I believe this series will most benefit those who function in a technical leadership capacity including: enterprise architect, solution architect, cloud architect, application architect, DevOps lead, etc. and are interested in the solution architecture of an application of predictive analytics. Going through the recordings will provide you an end-to-end view and clarity on how to constructing and deploying a predictive analytics solution, hence a better understanding on the processes and technologies, integration points, packaging and publishing, resource skill profiles, critical path, cost model, etc.

Cortana Intelligence Suite is a set of processes and tools. This workshop outlines an approach where analytic models, data, analysis, visualization, packaging, publishing and deployment are delivered in an integrated fashion. In my view, this is a productive and the right way to start learning how to architect a predictive analytics solution. The above video is the first of five to accelerate your learning of Cortana Intelligence Suite, and highlight a few important items before starting the workshop.

Content Repo

The content of this workshop made available by Todd Kitta is at http://aka.ms/CortanaManual in github. The readme file of the workshop details the scenario, architecture, prerequisites and a list of links to the instructions of all eight exercises.

image

The above architecture diagram of the workshop depicts the functional components for a web application with predictive analytics. Here the lab VM is also employed as an on-premises file server as the source of a data pipeline securely connected to a created Azure Data Factory service to automatically upload data to be scored by the Azure Machine Learning model. At the center is a Spark HDInsight cluster for data analysis, while the data are visualized by Power BI. The predictive analytics model is integrated and package as a web service consumed by a web application.

Introduction

Let’s first pay attention to a few important items before doing the workshop. There are eight exercises in this workshop and I have grouped them into five videos: an introduction and four learning units.

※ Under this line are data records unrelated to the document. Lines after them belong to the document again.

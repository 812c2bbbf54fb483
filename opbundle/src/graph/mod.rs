mod types;

pub use types::{FunctionDef, FunctionLibrary, FunctionSignature, GraphDef, NodeDef};
use anyhow::Result;
use opbundle::extract_ops_with;

use crate::common::{self, CaptureSink};

#[test]
fn dedups_across_top_level_and_functions() -> Result<()> {
    let table = common::map_from_json(r#"{"MatMul": ["MatMul", "BiasAdd"]}"#)?;
    let graph = common::graph_from_json(
        r#"{
            "node": [{"op": "MatMul"}],
            "library": {
                "function": [
                    {"nodeDef": [{"op": "MatMul"}]}
                ]
            }
        }"#,
    )?;

    let mut sink = CaptureSink::default();
    let ops = extract_ops_with(&graph, &table, &mut sink);

    assert_eq!(ops, common::op_set(&["MatMul", "BiasAdd"]));
    assert!(sink.missing.is_empty());
    Ok(())
}

#[test]
fn every_function_body_is_visited() -> Result<()> {
    let table = common::map_from_json(
        r#"{"Relu": ["Relu"], "Softmax": ["Softmax"], "Tanh": ["Tanh"]}"#,
    )?;
    let graph = common::graph_from_json(
        r#"{
            "library": {
                "function": [
                    {"signature": {"name": "block_a"}, "nodeDef": [{"op": "Relu"}]},
                    {"signature": {"name": "block_b"}, "nodeDef": [{"op": "Softmax"}, {"op": "Tanh"}]}
                ]
            }
        }"#,
    )?;

    let mut sink = CaptureSink::default();
    let ops = extract_ops_with(&graph, &table, &mut sink);

    assert_eq!(ops, common::op_set(&["Relu", "Softmax", "Tanh"]));
    assert!(sink.missing.is_empty());
    Ok(())
}

#[test]
fn function_without_body_is_skipped() -> Result<()> {
    let table = common::map_from_json(r#"{"Relu": ["Relu"]}"#)?;
    let graph = common::graph_from_json(
        r#"{
            "node": [{"op": "Relu"}],
            "library": {
                "function": [
                    {"signature": {"name": "hollow"}},
                    {"signature": {"name": "nulled"}, "nodeDef": null}
                ]
            }
        }"#,
    )?;

    let mut sink = CaptureSink::default();
    let ops = extract_ops_with(&graph, &table, &mut sink);

    assert_eq!(ops, common::op_set(&["Relu"]));
    assert!(sink.missing.is_empty());
    Ok(())
}

#[test]
fn empty_function_list_is_skipped() -> Result<()> {
    let table = common::map_from_json(r#"{"Relu": ["Relu"]}"#)?;
    let graph = common::graph_from_json(r#"{"library": {"function": null}}"#)?;

    let mut sink = CaptureSink::default();
    let ops = extract_ops_with(&graph, &table, &mut sink);

    assert!(ops.is_empty());
    assert!(sink.missing.is_empty());
    Ok(())
}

I recommend reading the instruction of an exercise in its entirety before doing the exercise, this will help set the context and gain clarity the objectives of each exercise. To do the workshop, one will need an active Azure subscription. Notice that a free trial account does provide sufficient credit for doing the entire workshop.

image

The workshop environment is a collection of resources deployed to Azure, as shown above, including:

  • A VM with Internet connectivity for a student to log in and work on all the exercises, such that there is no need to download or install anything locally for this workshop
  • A Machine Learning workspace accessed via Microsoft Azure Machine Learning studio to develop an experiment of predictive analytics
  • A Spark cluster for hosting and analyzing data including a scored dataset and a summary table
  • A number of storage accounts for storing workshop data

These resources do incur a cost. And to minimize the cost, try deploying the workshop environment only when you are ready to work on the exercises and delete it once completed the workshop. The deployment will take about fifteen minutes, if not more. And do deploy all resources and create services into the same resource group, so all can be later removed by simply deleting the resources group. Personally, when doing the workshop, I will set aside at least a four-hour block, find a quiet room and get a great cup of coffee. It is indeed a lot to consume.

Enjoy the workshop. Let’s get started.